What to work on:
Would you repeat exactly the part of the listing below that runs from the line containing "filename application/src/api/testimonial.rs" down to the line containing "#[derive(Clone, Debug, From)]", inclusive, and nothing else?

Data listing:

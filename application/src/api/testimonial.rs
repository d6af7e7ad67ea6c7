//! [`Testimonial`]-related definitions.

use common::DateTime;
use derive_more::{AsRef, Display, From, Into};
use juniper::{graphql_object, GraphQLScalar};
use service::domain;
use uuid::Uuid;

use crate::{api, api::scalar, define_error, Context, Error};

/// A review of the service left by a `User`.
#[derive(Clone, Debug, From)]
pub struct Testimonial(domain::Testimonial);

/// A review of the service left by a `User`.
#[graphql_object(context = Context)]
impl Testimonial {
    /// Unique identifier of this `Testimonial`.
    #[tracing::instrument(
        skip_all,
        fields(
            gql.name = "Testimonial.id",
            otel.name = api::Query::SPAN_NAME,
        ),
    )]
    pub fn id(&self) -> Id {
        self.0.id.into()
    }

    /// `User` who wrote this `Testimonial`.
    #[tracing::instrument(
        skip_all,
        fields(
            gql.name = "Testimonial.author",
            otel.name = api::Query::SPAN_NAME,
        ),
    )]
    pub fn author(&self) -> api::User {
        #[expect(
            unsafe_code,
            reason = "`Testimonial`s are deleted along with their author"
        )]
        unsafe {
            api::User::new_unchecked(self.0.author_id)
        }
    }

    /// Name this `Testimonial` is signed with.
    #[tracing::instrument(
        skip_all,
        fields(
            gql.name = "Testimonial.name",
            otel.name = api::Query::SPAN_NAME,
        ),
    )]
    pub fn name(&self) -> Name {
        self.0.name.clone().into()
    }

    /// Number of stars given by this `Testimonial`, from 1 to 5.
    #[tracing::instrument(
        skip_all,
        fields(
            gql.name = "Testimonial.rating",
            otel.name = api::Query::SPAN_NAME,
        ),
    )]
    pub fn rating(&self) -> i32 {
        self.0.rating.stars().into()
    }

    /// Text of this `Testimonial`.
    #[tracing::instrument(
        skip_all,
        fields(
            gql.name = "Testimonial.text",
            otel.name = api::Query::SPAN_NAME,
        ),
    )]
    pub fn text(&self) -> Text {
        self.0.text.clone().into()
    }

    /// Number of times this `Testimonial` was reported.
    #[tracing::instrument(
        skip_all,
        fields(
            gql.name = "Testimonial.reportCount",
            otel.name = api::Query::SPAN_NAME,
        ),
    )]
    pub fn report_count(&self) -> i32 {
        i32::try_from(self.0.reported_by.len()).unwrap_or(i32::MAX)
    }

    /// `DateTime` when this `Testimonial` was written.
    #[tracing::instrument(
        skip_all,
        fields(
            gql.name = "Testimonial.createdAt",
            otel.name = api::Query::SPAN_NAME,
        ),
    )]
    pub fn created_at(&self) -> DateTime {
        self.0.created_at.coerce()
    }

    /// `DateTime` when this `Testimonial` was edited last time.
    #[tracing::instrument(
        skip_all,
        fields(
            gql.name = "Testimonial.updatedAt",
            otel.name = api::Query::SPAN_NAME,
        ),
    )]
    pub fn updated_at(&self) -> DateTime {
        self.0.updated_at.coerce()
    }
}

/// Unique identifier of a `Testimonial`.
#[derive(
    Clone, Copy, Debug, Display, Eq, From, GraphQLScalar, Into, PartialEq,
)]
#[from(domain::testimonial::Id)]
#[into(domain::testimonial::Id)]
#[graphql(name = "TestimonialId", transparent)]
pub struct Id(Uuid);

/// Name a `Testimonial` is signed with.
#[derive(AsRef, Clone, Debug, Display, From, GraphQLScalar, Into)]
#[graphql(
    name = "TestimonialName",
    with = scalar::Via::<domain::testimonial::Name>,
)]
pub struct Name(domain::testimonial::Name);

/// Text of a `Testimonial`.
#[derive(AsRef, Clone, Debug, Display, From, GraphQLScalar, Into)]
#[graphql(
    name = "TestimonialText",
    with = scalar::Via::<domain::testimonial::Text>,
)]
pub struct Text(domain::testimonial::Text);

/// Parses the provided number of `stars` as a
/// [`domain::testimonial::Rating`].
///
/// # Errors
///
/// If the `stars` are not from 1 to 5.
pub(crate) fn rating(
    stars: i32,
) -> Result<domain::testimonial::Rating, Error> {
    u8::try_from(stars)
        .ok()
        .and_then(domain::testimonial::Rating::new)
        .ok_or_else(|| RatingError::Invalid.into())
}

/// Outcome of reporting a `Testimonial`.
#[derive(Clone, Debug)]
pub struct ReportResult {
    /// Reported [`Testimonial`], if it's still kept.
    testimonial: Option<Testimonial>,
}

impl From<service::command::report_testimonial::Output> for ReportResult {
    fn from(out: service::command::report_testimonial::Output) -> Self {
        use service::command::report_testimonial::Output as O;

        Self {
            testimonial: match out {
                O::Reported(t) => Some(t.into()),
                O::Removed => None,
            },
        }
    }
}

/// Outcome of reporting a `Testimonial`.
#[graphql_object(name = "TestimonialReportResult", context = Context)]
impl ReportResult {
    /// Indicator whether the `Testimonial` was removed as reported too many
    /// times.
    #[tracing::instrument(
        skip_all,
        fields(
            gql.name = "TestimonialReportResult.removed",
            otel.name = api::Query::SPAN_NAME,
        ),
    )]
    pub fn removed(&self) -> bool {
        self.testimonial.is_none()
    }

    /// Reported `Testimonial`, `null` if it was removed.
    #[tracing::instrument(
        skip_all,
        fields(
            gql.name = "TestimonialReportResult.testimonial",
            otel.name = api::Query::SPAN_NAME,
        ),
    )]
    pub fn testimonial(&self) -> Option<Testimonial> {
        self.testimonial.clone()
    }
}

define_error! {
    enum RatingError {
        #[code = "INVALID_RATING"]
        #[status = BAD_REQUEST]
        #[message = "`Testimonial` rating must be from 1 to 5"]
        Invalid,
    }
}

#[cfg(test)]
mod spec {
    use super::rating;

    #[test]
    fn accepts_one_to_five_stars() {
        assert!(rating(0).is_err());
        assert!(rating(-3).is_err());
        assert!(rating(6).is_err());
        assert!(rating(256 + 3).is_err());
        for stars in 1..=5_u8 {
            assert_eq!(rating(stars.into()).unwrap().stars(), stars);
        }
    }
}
--
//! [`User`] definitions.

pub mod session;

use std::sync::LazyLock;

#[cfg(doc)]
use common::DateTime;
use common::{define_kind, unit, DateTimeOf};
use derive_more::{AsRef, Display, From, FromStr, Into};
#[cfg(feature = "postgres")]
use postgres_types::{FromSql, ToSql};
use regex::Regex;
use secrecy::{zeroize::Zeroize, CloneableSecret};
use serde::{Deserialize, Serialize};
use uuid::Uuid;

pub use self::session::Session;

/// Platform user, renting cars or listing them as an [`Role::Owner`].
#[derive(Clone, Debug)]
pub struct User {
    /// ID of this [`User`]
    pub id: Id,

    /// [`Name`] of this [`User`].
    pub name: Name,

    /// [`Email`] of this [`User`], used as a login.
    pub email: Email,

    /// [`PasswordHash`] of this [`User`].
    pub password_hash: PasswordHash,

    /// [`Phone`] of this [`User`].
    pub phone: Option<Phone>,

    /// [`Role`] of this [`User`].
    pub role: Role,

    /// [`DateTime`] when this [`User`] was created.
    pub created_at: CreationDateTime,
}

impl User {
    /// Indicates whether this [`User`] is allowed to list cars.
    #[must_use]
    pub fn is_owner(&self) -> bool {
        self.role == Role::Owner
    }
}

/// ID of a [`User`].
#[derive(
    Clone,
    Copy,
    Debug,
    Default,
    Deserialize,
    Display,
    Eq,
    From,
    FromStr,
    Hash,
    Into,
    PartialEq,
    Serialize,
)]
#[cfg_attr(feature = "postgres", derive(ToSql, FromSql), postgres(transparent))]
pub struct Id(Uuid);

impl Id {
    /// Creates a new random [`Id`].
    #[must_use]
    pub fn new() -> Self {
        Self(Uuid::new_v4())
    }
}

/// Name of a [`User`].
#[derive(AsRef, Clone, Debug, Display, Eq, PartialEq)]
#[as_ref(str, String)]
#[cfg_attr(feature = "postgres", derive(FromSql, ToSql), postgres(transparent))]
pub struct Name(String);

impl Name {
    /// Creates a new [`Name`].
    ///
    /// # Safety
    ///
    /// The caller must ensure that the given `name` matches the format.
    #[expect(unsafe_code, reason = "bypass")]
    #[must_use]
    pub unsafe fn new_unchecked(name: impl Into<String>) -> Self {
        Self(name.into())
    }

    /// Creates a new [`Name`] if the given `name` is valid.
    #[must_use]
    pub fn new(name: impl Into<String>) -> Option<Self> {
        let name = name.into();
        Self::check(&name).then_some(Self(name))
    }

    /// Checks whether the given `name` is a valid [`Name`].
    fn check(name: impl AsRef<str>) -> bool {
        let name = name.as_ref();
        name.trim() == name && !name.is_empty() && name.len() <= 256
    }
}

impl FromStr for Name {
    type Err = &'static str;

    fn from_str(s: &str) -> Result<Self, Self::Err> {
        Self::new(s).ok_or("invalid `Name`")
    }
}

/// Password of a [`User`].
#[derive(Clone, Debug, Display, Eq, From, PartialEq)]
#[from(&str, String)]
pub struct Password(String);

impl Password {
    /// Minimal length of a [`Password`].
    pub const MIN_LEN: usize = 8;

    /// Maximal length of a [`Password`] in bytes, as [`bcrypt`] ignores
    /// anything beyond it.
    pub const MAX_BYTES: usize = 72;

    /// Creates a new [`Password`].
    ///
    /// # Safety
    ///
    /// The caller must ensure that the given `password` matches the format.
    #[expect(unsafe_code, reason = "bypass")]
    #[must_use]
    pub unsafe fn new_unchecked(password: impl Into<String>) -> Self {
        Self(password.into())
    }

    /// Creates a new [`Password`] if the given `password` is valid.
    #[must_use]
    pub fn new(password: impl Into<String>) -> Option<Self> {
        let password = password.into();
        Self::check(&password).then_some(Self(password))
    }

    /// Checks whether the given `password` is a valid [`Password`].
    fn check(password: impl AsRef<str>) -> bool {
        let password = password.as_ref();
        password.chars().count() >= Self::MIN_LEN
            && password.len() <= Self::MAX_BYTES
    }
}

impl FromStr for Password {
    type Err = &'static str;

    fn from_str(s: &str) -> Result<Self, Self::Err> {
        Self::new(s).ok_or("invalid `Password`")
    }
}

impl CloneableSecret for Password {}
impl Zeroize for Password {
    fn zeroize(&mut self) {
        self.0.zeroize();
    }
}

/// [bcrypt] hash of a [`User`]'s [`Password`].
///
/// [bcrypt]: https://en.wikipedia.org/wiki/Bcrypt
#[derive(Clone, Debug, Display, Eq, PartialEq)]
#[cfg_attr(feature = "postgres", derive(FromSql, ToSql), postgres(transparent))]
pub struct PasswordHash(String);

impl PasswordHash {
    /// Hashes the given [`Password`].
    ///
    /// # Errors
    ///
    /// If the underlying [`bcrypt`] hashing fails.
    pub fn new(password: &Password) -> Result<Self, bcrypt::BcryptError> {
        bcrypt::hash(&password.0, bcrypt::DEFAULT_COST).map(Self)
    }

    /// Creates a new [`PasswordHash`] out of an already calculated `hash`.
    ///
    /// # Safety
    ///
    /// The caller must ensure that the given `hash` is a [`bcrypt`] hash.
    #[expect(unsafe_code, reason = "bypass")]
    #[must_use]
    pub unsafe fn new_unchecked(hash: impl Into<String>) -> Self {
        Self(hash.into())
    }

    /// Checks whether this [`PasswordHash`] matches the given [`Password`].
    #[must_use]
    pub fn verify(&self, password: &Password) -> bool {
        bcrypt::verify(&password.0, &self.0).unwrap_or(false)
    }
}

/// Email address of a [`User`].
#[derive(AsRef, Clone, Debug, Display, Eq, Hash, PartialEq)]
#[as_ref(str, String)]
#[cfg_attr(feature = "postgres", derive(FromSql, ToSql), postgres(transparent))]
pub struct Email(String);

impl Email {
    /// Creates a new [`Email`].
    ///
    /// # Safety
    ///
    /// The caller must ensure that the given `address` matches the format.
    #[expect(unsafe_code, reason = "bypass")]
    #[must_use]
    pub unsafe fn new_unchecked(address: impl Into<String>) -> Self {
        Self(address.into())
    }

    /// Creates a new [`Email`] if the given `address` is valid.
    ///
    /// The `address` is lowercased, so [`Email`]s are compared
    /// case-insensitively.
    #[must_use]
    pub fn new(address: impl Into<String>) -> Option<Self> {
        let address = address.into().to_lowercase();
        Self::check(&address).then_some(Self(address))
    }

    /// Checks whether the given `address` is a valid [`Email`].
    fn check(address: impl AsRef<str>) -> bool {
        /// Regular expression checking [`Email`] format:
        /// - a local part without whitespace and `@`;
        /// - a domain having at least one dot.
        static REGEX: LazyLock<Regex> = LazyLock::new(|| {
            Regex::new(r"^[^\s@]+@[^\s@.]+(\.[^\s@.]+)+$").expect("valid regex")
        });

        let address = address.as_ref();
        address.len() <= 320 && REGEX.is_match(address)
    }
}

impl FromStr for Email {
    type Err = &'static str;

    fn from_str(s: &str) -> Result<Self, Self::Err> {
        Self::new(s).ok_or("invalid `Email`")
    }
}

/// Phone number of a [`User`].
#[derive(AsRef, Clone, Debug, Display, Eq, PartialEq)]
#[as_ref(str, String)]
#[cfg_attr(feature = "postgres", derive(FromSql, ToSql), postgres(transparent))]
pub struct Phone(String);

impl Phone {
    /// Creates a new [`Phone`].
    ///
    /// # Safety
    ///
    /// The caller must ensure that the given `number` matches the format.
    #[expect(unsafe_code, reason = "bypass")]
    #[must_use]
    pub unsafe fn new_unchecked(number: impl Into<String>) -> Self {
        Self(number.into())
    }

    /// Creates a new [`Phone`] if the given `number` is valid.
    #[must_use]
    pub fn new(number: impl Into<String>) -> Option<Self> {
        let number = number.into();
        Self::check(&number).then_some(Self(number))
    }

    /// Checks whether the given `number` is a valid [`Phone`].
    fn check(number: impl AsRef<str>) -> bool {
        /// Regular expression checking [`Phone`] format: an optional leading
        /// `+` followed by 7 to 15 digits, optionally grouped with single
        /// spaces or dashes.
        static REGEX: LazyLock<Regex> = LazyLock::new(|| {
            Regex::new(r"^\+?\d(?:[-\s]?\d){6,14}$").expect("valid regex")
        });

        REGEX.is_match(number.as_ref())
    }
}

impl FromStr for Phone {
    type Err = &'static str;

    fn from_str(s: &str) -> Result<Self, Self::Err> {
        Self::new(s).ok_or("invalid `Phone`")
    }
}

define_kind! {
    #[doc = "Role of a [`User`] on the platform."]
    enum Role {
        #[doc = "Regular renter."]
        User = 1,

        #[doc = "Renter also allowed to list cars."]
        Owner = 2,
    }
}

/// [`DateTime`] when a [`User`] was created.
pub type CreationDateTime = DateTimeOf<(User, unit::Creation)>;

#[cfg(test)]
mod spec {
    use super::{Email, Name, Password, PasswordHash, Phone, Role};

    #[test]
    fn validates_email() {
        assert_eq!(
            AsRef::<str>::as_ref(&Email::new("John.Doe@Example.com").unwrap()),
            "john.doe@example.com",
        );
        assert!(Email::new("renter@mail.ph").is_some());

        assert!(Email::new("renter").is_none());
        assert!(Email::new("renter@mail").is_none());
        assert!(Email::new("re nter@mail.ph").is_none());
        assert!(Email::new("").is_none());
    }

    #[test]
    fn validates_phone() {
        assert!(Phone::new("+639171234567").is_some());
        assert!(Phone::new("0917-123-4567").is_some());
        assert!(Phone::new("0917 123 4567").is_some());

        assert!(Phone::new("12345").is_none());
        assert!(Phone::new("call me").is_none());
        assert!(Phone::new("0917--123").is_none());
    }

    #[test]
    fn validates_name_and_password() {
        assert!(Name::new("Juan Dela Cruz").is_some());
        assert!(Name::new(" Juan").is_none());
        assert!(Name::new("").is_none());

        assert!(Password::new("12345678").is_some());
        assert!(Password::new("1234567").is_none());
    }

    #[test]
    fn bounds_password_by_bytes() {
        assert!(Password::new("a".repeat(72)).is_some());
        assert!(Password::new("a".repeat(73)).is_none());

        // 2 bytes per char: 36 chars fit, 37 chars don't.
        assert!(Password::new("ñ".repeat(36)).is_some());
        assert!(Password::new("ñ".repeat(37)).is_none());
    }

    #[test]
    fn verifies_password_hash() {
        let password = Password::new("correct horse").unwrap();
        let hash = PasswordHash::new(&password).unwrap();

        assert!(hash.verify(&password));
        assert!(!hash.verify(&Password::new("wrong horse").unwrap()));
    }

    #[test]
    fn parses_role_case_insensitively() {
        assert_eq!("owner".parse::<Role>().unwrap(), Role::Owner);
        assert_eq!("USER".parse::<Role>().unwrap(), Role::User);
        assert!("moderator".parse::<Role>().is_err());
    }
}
--
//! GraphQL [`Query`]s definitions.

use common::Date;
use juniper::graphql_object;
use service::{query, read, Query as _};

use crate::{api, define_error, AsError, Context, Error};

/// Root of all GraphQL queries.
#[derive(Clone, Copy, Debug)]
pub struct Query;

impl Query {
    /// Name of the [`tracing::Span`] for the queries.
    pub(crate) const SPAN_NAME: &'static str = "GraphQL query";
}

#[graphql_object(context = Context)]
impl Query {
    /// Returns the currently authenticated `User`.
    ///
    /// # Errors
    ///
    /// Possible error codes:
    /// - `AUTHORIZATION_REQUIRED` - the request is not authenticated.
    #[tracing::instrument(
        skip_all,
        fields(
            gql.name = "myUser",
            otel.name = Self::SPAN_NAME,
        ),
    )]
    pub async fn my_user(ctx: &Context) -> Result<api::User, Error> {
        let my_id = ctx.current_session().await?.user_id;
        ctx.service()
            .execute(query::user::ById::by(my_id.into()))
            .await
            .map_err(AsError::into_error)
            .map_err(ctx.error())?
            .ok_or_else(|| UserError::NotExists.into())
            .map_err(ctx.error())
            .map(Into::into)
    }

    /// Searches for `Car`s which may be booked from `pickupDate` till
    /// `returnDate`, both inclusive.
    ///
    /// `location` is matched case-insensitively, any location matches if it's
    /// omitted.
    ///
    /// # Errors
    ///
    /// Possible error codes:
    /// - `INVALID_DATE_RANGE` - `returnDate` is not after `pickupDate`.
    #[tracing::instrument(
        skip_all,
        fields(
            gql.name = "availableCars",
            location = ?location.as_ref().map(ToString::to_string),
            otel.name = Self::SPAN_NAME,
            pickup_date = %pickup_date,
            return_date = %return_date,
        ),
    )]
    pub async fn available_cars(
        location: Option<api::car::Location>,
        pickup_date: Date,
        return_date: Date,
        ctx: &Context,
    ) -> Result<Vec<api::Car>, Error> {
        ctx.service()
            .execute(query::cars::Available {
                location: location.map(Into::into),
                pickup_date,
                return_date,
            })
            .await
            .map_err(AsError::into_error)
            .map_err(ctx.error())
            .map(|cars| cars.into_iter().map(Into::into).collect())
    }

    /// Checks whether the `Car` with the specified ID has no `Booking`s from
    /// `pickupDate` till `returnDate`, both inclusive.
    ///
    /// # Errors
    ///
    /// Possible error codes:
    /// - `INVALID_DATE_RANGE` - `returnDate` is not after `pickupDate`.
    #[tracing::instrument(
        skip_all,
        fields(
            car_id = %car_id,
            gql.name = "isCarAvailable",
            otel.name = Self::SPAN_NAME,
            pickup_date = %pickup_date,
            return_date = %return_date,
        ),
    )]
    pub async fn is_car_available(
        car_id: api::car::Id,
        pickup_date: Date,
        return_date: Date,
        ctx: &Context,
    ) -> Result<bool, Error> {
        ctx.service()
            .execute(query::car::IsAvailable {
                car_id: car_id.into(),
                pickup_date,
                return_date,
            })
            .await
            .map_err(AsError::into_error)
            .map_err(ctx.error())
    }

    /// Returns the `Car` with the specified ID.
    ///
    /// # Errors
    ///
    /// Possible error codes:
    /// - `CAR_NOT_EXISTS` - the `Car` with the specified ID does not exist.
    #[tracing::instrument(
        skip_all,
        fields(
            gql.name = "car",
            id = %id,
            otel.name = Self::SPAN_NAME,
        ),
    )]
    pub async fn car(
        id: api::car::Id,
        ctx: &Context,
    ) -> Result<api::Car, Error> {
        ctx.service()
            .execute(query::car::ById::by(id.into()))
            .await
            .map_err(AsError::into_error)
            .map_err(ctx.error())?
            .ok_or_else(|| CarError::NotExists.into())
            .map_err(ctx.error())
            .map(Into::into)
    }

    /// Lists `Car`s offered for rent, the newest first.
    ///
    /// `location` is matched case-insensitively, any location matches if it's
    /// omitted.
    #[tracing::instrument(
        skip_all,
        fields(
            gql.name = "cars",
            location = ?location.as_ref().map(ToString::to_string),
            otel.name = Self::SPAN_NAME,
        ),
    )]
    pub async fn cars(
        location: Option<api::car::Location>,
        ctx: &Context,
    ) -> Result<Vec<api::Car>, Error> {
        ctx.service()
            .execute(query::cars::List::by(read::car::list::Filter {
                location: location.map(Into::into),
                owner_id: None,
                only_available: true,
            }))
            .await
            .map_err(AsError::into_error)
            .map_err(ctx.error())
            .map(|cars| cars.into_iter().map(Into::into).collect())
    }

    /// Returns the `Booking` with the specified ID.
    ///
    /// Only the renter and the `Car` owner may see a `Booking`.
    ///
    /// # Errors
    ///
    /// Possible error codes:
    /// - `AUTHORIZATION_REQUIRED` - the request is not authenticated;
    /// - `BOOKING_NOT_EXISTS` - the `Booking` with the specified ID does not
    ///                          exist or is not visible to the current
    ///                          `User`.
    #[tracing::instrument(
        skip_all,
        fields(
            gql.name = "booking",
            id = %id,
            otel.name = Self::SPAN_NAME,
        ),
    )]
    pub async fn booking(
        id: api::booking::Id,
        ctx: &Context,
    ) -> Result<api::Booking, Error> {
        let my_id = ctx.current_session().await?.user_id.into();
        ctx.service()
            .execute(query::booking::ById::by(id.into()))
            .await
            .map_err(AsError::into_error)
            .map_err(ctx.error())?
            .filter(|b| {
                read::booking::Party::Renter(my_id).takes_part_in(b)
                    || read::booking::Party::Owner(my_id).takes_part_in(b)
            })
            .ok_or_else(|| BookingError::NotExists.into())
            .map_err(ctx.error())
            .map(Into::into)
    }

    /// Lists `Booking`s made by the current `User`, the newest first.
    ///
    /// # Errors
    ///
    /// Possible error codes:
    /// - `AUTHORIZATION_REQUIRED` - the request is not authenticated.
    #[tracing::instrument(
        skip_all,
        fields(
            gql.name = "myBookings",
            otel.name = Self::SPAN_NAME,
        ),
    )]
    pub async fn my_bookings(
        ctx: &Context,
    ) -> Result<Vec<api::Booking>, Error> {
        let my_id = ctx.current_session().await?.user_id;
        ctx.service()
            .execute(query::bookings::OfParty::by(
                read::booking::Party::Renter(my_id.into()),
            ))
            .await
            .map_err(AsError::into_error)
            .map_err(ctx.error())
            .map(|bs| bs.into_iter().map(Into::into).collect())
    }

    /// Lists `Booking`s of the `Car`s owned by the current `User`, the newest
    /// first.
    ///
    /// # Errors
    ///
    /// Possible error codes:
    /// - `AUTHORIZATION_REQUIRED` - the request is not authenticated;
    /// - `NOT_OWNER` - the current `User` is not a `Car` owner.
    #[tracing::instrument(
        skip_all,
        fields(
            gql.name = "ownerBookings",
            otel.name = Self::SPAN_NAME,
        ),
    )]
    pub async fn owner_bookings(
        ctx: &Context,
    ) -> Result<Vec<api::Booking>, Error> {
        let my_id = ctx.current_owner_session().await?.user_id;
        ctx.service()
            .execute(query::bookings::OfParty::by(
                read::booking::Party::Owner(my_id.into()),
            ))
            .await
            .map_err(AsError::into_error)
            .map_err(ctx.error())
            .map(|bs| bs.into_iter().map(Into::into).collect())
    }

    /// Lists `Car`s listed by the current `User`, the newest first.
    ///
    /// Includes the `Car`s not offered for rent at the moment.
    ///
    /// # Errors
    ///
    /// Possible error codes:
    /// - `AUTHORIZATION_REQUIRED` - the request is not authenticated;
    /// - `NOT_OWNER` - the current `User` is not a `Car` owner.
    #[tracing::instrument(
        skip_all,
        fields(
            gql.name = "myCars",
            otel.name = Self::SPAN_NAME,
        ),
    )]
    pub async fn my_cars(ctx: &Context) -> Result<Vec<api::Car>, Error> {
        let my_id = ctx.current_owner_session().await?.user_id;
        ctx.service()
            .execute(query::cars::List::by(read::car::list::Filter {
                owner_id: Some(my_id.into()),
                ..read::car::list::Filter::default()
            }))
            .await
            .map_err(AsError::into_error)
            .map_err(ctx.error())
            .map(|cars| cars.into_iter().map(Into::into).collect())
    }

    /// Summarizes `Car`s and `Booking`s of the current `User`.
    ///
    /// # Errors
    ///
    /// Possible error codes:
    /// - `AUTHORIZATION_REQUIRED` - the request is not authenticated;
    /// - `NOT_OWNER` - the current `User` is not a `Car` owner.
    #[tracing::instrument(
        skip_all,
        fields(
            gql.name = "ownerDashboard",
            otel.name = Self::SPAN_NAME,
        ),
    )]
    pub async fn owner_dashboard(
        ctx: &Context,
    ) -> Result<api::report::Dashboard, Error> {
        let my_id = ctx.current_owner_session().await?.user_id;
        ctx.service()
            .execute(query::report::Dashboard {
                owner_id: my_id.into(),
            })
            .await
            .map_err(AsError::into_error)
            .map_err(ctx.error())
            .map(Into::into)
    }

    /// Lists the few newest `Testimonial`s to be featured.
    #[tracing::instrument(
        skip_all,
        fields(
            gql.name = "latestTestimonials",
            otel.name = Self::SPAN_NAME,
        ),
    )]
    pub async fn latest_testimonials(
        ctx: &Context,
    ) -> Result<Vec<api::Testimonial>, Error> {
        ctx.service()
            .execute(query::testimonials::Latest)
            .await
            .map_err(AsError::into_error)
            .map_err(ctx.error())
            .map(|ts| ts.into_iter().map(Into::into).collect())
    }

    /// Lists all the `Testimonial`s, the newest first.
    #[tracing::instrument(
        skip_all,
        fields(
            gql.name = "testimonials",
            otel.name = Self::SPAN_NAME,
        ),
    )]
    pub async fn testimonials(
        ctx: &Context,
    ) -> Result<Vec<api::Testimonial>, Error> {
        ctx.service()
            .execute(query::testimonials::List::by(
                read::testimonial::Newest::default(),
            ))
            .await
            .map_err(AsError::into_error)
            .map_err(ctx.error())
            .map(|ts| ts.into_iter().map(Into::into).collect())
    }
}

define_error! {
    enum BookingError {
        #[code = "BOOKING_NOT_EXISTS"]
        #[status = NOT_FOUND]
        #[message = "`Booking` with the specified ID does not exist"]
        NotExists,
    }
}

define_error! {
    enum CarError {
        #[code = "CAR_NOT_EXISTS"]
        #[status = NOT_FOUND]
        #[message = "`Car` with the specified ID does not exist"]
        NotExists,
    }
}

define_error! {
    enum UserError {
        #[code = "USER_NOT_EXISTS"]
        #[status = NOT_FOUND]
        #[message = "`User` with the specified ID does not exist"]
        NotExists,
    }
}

Exercise result:
filename application/src/api/testimonial.rs
repository d6af7e7ad67ea6c7
//! [`Testimonial`]-related definitions.

use common::DateTime;
use derive_more::{AsRef, Display, From, Into};
use juniper::{graphql_object, GraphQLScalar};
use service::domain;
use uuid::Uuid;

use crate::{api, api::scalar, define_error, Context, Error};

/// A review of the service left by a `User`.
#[derive(Clone, Debug, From)]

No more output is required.